→ **THE PROBLEM**
Lines containing the word "filled": say how many there are in the listing, with only the number as the answer.

# # # #

impl Engine {
    pub fn new(chunk_store: Arc<ChunkStore>, index: Arc<FingerprintIndex>, verify_on_read: bool) -> Self {
        let block_size = chunk_store.block_size() as u64;
        Engine {
            chunk_store,
            index,
            block_size,
            verify_on_read,
        }
    }

    pub fn block_size(&self) -> u64 {
        self.block_size
    }

    /// Opens (creating if necessary) the metafile at `path`, returning a
    /// handle the adapter holds for the lifetime of the FUSE file handle.
    pub fn open(&self, path: &Path) -> Result<Arc<OpenFile>> {
        let file = OpenOptions::new()
            .read(true)
            .write(true)
            .create(true)
            .open(path)?;
        let meta = Metafile::from_file(file)?;
        Ok(Arc::new(OpenFile {
            path: path.to_path_buf(),
            meta,
            block_locks: Mutex::new(HashMap::new()),
        }))
    }

    /// Write-through design: every write already hit the metafile and
    /// chunk store synchronously, so close only needs to fsync.
    pub fn close(&self, handle: &OpenFile) -> Result<()> {
        handle.meta.sync()
    }

    /// Decrements every referenced fingerprint's refcount, then removes
    /// the backing metafile.
    pub fn unlink(&self, handle: &OpenFile) -> Result<()> {
        let count = handle.meta.record_count()?;
        for k in 0..count {
            if let Some(entry) = handle.meta.meta_read(k)? {
                self.index.decrement(entry.fingerprint);
            }
        }
        std::fs::remove_file(&handle.path)?;
        Ok(())
    }

    pub fn size(&self, handle: &OpenFile) -> Result<SizeInfo> {
        let size = self.logical_size(&handle.meta)?;
        let count = handle.meta.record_count()?;
        Ok(SizeInfo {
            size,
            blksize: self.block_size,
            blocks: count * (self.block_size / 512),
        })
    }

    /// Stats a metafile by path without creating one, for the adapter's
    /// `getattr`/`lookup` — unlike `open`, a missing file is `NotFound`
    /// rather than silently created.
    pub fn stat_path(&self, path: &Path) -> Result<SizeInfo> {
        let file = std::fs::File::open(path).map_err(|err| {
            if err.kind() == std::io::ErrorKind::NotFound {
                BbfsError::NotFound(format!("{:?}", path))
            } else {
                BbfsError::Io(err)
            }
        })?;
        let meta = Metafile::from_file(file)?;
        let size = self.logical_size(&meta)?;
        let count = meta.record_count()?;
        Ok(SizeInfo {
            size,
            blksize: self.block_size,
            blocks: count * (self.block_size / 512),
        })
    }

    fn logical_size(&self, meta: &Metafile) -> Result<u64> {
        let count = meta.record_count()?;
        if count == 0 {
            return Ok(0);
        }
        let last = meta.meta_read(count - 1)?.ok_or_else(|| {
            BbfsError::CorruptedStore(format!(
                "metafile reports {} records but record {} is missing",
                count,
                count - 1
            ))
        })?;
        Ok((count - 1) * self.block_size + last.size as u64)
    }

    /// Reuses an existing chunk for `fp` if the index already knows it, or
    /// allocates and writes a new one. Rolls back the index record if the
    /// chunk-store write fails, so a cancelled write never leaves the index
    /// pointing at unwritten bytes (`spec.md` §5, "Cancellation / timeouts").
    fn allocate_or_reuse(&self, fp: crate::hash::Fingerprint, block_buf: &[u8]) -> Result<ChunkIndex> {
        let (record, status) = self.index.lookup_or_insert(fp, &self.chunk_store)?;

        if status == LookupStatus::Added {
            if let Err(err) = self.chunk_store.write_chunk(record.chunk_index, block_buf) {
                self.index.rollback_added(fp);
                return Err(err);
            }
        }

        Ok(record.chunk_index)
    }

    /// Read-modify-write of logical block `k`, shared by `write` (gap-fill
    /// and in-range blocks) and `truncate` (the rewritten tail block).
    ///
    /// `overlay` is applied to a `block_size`-byte buffer seeded from the
    /// block's current contents (or zeros, if none exist yet); the
    /// resulting buffer is hashed, deduplicated, and persisted. `size_policy`
    /// decides the recorded logical size of the block, given whatever entry
    /// already occupied this slot (`spec.md` §4.5.4).
    fn rmw_block<F>(
        &self,
        handle: &OpenFile,
        k: u64,
        size_policy: BlockSizePolicy,
        overlay: F,
    ) -> Result<()>
    where
        F: FnOnce(&mut [u8]),
    {
        let lock = handle.block_lock(k);

        // Scoped so the guard is dropped before `lock` is handed to
        // `release_block_lock_if_uncontended` below — holding both at once
        // would be a self-borrow the compiler can't reconcile with moving
        // the Arc out.
        let result: Result<()> = (|| {
            let _guard = lock.lock();

            let existing = handle.meta.meta_read(k)?;

            let mut block_buf = match &existing {
                Some(entry) => self.chunk_store.read_chunk(entry.chunk_id)?,
                None => vec![0u8; self.block_size as usize],
            };

            overlay(&mut block_buf);

            let fp = digest(&block_buf);

            // Same content as what's already there: reuse the chunk in
            // place without touching its refcount, which already accounts
            // for exactly this metafile slot. Routing this case through
            // `lookup_or_insert` would bump the refcount for a reference
            // that already existed, inflating it past the live entry count
            // (`spec.md` §8 property 3).
            let chunk_id = match &existing {
                Some(old) if old.fingerprint == fp => old.chunk_id,
                Some(old) => {
                    let id = self.allocate_or_reuse(fp, &block_buf)?;
                    self.index.decrement(old.fingerprint);
                    id
                }
                None => self.allocate_or_reuse(fp, &block_buf)?,
            };

            let size_after = size_policy.resolve(self.block_size as u32, existing.as_ref());

            handle.meta.meta_write(
                k,
                MetaEntry {
                    fingerprint: fp,
                    chunk_id,
                    size: size_after,
                },
            )?;

            Ok(())
        })();

        handle.release_block_lock_if_uncontended(k, lock);
        result
    }

    /// See `spec.md` §4.5.1.
    pub fn write(&self, handle: &OpenFile, buf: &[u8], offset: u64) -> Result<usize> {
        if buf.is_empty() {
            return Ok(0);
        }

        let size = buf.len() as u64;
        let b = self.block_size;
        let first = offset / b;
        let last = (offset + size - 1) / b;
        let prior_count = handle.meta.record_count()?;

        // No holes: if this write starts past the current end of the
        // file, fill the gap with whole zero blocks first. These
        // deduplicate against each other (and against any other
        // all-zero block in the repository) for free.
        if prior_count < first {
            for k in prior_count..first {
                self.rmw_block(handle, k, BlockSizePolicy::Full, |block| {
                    for byte in block.iter_mut() {
                        *byte = 0;
                    }
                })?;
            }
        }

        let mut written = 0usize;
        let mut consumed = 0usize;

        for k in first..=last {
            let block_start = k * b;
            let write_start_in_block = offset.max(block_start) - block_start;
            let write_end_in_block = (offset + size).min(block_start + b) - block_start;
            let bytes_in_block = (write_end_in_block - write_start_in_block) as usize;
            let write_start_in_block = write_start_in_block as usize;

            // `k` is the file's last block whenever this write reaches it
            // and no block past it already exists — true both for a
            // brand-new tail (`prior_count <= k`) and for a write that only
            // extends or overwrites the existing tail in place
            // (`prior_count == k + 1`).
            let is_last_block = k == last && k + 1 >= prior_count;
            let size_policy = if is_last_block {
                BlockSizePolicy::TailAtLeast((write_start_in_block + bytes_in_block) as u32)
            } else {
                BlockSizePolicy::Full
            };

            let chunk = &buf[consumed..consumed + bytes_in_block];
            let result = self.rmw_block(handle, k, size_policy, |block| {
                block[write_start_in_block..write_start_in_block + bytes_in_block]
                    .copy_from_slice(chunk);
            });

            match result {
                Ok(()) => {
                    written += bytes_in_block;
                    consumed += bytes_in_block;
                }
                Err(err) => {
                    if written == 0 {
                        return Err(err);
                    }
                    return Ok(written);
                }
            }
        }

        Ok(written)
    }

    /// See `spec.md` §4.5.2.
    pub fn read(&self, handle: &OpenFile, size: u64, offset: u64) -> Result<Vec<u8>> {
        let file_size = self.logical_size(&handle.meta)?;
        if size == 0 || offset >= file_size {
            return Ok(Vec::new());
        }

        let b = self.block_size;
        let effective_end = (offset + size).min(file_size);
        let clamped_size = effective_end - offset;

        let first = offset / b;
        let last = (offset + clamped_size - 1) / b;

        let mut out = vec![0u8; ((last - first + 1) * b) as usize];

        for k in first..=last {
            let lock = handle.block_lock(k);

            let result: Result<()> = (|| {
                let _guard = lock.lock();

                let entry = handle.meta.meta_read(k)?;
                let slot_start = ((k - first) * b) as usize;
                let slot_end = slot_start + b as usize;
                let slot = &mut out[slot_start..slot_end];

                if let Some(entry) = entry {
                    let chunk = self.chunk_store.read_chunk(entry.chunk_id)?;

                    if self.verify_on_read {
                        let actual = digest(&chunk);
                        if actual != entry.fingerprint {
                            return Err(BbfsError::CorruptedStore(format!(
                                "block {} fingerprint mismatch on read",
                                k
                            )));
                        }
                    }

                    slot.copy_from_slice(&chunk);
                    if (entry.size as u64) < b {
                        for byte in &mut slot[entry.size as usize..] {
                            *byte = 0;
                        }
                    }
                }
                // absent entry: slot stays zero-filled, already initialized

                Ok(())
            })();

            handle.release_block_lock_if_uncontended(k, lock);
            result?;
        }

        let start_in_first = (offset - first * b) as usize;
        let want = clamped_size as usize;
        Ok(out[start_in_first..start_in_first + want].to_vec())
    }

    /// See `spec.md` §4.5.3. Growing past the current size is handled by
    /// delegating to `write` with a zero-filled extension, which reuses
    /// the same gap-fill and partial-block machinery.
    pub fn truncate(&self, handle: &OpenFile, new_size: u64) -> Result<()> {
        let current = self.logical_size(&handle.meta)?;

        if new_size > current {
            let gap = vec![0u8; (new_size - current) as usize];
            self.write(handle, &gap, current)?;
            return Ok(());
        }

        let b = self.block_size;
        let last_k = new_size / b;
        let last_tail = new_size % b;
        let prior_count = handle.meta.record_count()?;

        if last_tail == 0 {
            for k in last_k..prior_count {
                if let Some(entry) = handle.meta.meta_read(k)? {
                    self.index.decrement(entry.fingerprint);
                }
            }
            handle.meta.meta_del_tail(last_k)?;
            return Ok(());
        }

        self.rmw_block(handle, last_k, BlockSizePolicy::Exact(last_tail as u32), |block| {
            for byte in &mut block[last_tail as usize..] {
                *byte = 0;
            }
        })?;

        for k in (last_k + 1)..prior_count {
            if let Some(entry) = handle.meta.meta_read(k)? {
                self.index.decrement(entry.fingerprint);
            }
        }
        handle.meta.meta_del_tail(last_k + 1)?;

        Ok(())
    }

    /// Rebuilds the in-memory fingerprint index by scanning every
    /// metafile under `backing_root` (`spec.md` §4.3: "the index may be
    /// rebuilt at mount time by scanning all metafiles"). Files that
    /// don't parse as metafiles (wrong length) are skipped with a
    /// warning rather than aborting the mount.
    pub fn rebuild_index_from_dir(&self, backing_root: &Path) -> Result<()> {
        self.rebuild_index_from_dir_inner(backing_root)
    }

    fn rebuild_index_from_dir_inner(&self, dir: &Path) -> Result<()> {
        for entry in std::fs::read_dir(dir)? {
            let entry = entry?;
            let path = entry.path();
            let file_type = entry.file_type()?;

            if file_type.is_dir() {
                self.rebuild_index_from_dir_inner(&path)?;
                continue;
            }

            if !file_type.is_file() {
                continue;
            }

            match self.rebuild_index_from_file(&path) {
                Ok(()) => {}
                Err(err) => {
                    log::warn!("skipping {:?} during index rebuild: {}", path, err);
                }
            }
        }
        Ok(())
    }

    fn rebuild_index_from_file(&self, path: &Path) -> Result<()> {
        let file = OpenOptions::new().read(true).open(path)?;
        let meta = Metafile::from_file(file)?;
        let count = meta.record_count()?;
        for k in 0..count {
            if let Some(entry) = meta.meta_read(k)? {
                self.index.note_existing(entry.fingerprint, entry.chunk_id);
            }
        }
        Ok(())
    }
}
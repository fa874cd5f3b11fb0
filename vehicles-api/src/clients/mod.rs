//! Clients - HTTP Clients for External APIs
//!
//! This module contains HTTP clients for communicating with the pricing
//! and maps services. Each capability is a trait so the orchestration layer
//! can be exercised against stub implementations.

pub mod maps_client;
pub mod pricing_client;

pub use maps_client::{HttpMapsClient, MapsApi};
pub use pricing_client::{HttpPricingClient, PricingApi};

use thiserror::Error;

/// Errores de los clientes HTTP salientes
#[derive(Debug, Error)]
pub enum ClientError {
    #[error("request failed: {0}")]
    Request(#[from] reqwest::Error),

    #[error("unexpected status: {0}")]
    Status(reqwest::StatusCode),
}
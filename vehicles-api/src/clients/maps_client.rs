//! Cliente HTTP del servicio de maps
//!
//! Resuelve una dirección a partir de coordenadas aproximadas. El servicio
//! de referencia responde con una dirección elegida pseudo-aleatoriamente de
//! un set fijo: los callers no deben asumir idempotencia entre llamadas.

use async_trait::async_trait;
use serde::Deserialize;
use tracing::debug;

use super::ClientError;

/// Capacidad de resolver coordenadas a una dirección
#[async_trait]
pub trait MapsApi: Send + Sync {
    async fn address_for(&self, latitude: f64, longitude: f64) -> Result<String, ClientError>;
}

/// Body de respuesta del servicio de maps
#[derive(Debug, Deserialize)]
struct MapsAddress {
    address: String,
    city: String,
    state: String,
    zip: String,
}

impl MapsAddress {
    fn formatted(&self) -> String {
        format!("{}, {}, {} {}", self.address, self.city, self.state, self.zip)
    }
}

pub struct HttpMapsClient {
    client: reqwest::Client,
    base_url: String,
}

impl HttpMapsClient {
    pub fn new(base_url: String) -> Self {
        let client = reqwest::Client::builder()
            .timeout(std::time::Duration::from_secs(10))
            .build()
            .expect("Failed to create HTTP client");

        Self { client, base_url }
    }
}

#[async_trait]
impl MapsApi for HttpMapsClient {
    async fn address_for(&self, latitude: f64, longitude: f64) -> Result<String, ClientError> {
        let url = format!(
            "{}/maps?lat={}&lon={}",
            self.base_url, latitude, longitude
        );
        debug!("Resolviendo dirección: {}", url);

        let response = self.client.get(&url).send().await?;

        let status = response.status();
        if !status.is_success() {
            return Err(ClientError::Status(status));
        }

        let address: MapsAddress = response.json().await?;
        Ok(address.formatted())
    }
}
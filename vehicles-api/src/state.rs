//! Shared application state
//!
//! Este módulo define el estado compartido de la aplicación que se pasa
//! a través del router de Axum: el pool de la base, la configuración y los
//! clientes de los servicios externos.

use std::sync::Arc;

use sqlx::PgPool;

use crate::clients::{MapsApi, PricingApi};
use crate::config::environment::EnvironmentConfig;

#[derive(Clone)]
pub struct AppState {
    pub pool: PgPool,
    pub config: EnvironmentConfig,
    pub pricing: Arc<dyn PricingApi>,
    pub maps: Arc<dyn MapsApi>,
}

impl AppState {
    pub fn new(
        pool: PgPool,
        config: EnvironmentConfig,
        pricing: Arc<dyn PricingApi>,
        maps: Arc<dyn MapsApi>,
    ) -> Self {
        Self {
            pool,
            config,
            pricing,
            maps,
        }
    }
}
//! Modelo de Price
//!
//! Un quote de precio asociado a un id de vehículo. Este servicio es el
//! dueño autoritativo de los quotes; el servicio de vehículos solo los
//! consulta en sus lecturas.

use rust_decimal::Decimal;
use serde::Serialize;

/// Quote de precio para un vehículo
#[derive(Debug, Clone)]
pub struct Price {
    pub vehicle_id: i64,
    pub currency: String,
    pub price: Decimal,
}

/// Response de quote para la API; el monto se serializa como string para
/// mantener estable el formato en el wire
#[derive(Debug, Serialize)]
pub struct PriceResponse {
    #[serde(rename = "vehicleId")]
    pub vehicle_id: i64,
    pub currency: String,
    pub price: String,
}

impl From<Price> for PriceResponse {
    fn from(price: Price) -> Self {
        Self {
            vehicle_id: price.vehicle_id,
            currency: price.currency,
            price: price.price.to_string(),
        }
    }
}

#[cfg(test)]
mod tests {
    use super::*;

    #[test]
    fn test_response_renders_amount_with_two_decimals() {
        let price = Price {
            vehicle_id: 1,
            currency: "USD".to_string(),
            price: Decimal::new(2_000_000, 2),
        };

        let response = PriceResponse::from(price);
        assert_eq!(response.price, "20000.00");
        assert_eq!(response.currency, "USD");

        let value = serde_json::to_value(&response).unwrap();
        assert_eq!(value["vehicleId"], 1);
    }
}
//! Store en memoria de quotes de precio
//!
//! Mapa compartido vehicle_id -> Price detrás de un RwLock. Se siembra al
//! arranque con un rango de ids consecutivos y montos aleatorios en USD.

use std::collections::HashMap;
use std::sync::Arc;

use rand::Rng;
use rust_decimal::Decimal;
use tokio::sync::RwLock;
use tracing::info;

use crate::models::price::Price;

#[derive(Clone, Default)]
pub struct PriceRepository {
    prices: Arc<RwLock<HashMap<i64, Price>>>,
}

impl PriceRepository {
    pub fn new() -> Self {
        Self::default()
    }

    /// Genera quotes para los ids 1..=count con montos aleatorios
    /// entre 5,000.00 y 40,000.00 USD
    pub async fn seed(&self, count: i64) {
        let mut prices = self.prices.write().await;
        let mut rng = rand::thread_rng();

        for vehicle_id in 1..=count {
            let cents = rng.gen_range(500_000..=4_000_000);
            prices.insert(
                vehicle_id,
                Price {
                    vehicle_id,
                    currency: "USD".to_string(),
                    price: Decimal::new(cents, 2),
                },
            );
        }

        info!("💰 {} quotes de precio generados", prices.len());
    }

    pub async fn find_by_vehicle_id(&self, vehicle_id: i64) -> Option<Price> {
        let prices = self.prices.read().await;
        prices.get(&vehicle_id).cloned()
    }

    pub async fn len(&self) -> usize {
        self.prices.read().await.len()
    }

    pub async fn is_empty(&self) -> bool {
        self.prices.read().await.is_empty()
    }
}
//! Pricing Service
//!
//! Servicio de quotes de precio por id de vehículo. Expone un único lookup
//! de lectura; el ciclo de vida de los quotes es interno (seed al arranque).

pub mod config;
pub mod controllers;
pub mod models;
pub mod repositories;
pub mod routes;
pub mod state;
pub mod utils;

use axum::{response::Json, routing::get, Router};
use serde_json::json;

use state::AppState;

/// Construye el router completo de la aplicación
pub fn create_app(state: AppState) -> Router {
    Router::new()
        .route("/health", get(health_endpoint))
        .nest("/services", routes::price_routes::create_price_router())
        .with_state(state)
}

/// Health check del servicio
async fn health_endpoint() -> Json<serde_json::Value> {
    Json(json!({
        "service": "pricing-service",
        "status": "healthy",
    }))
}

# # # #

→ **TASK ANSWER**
2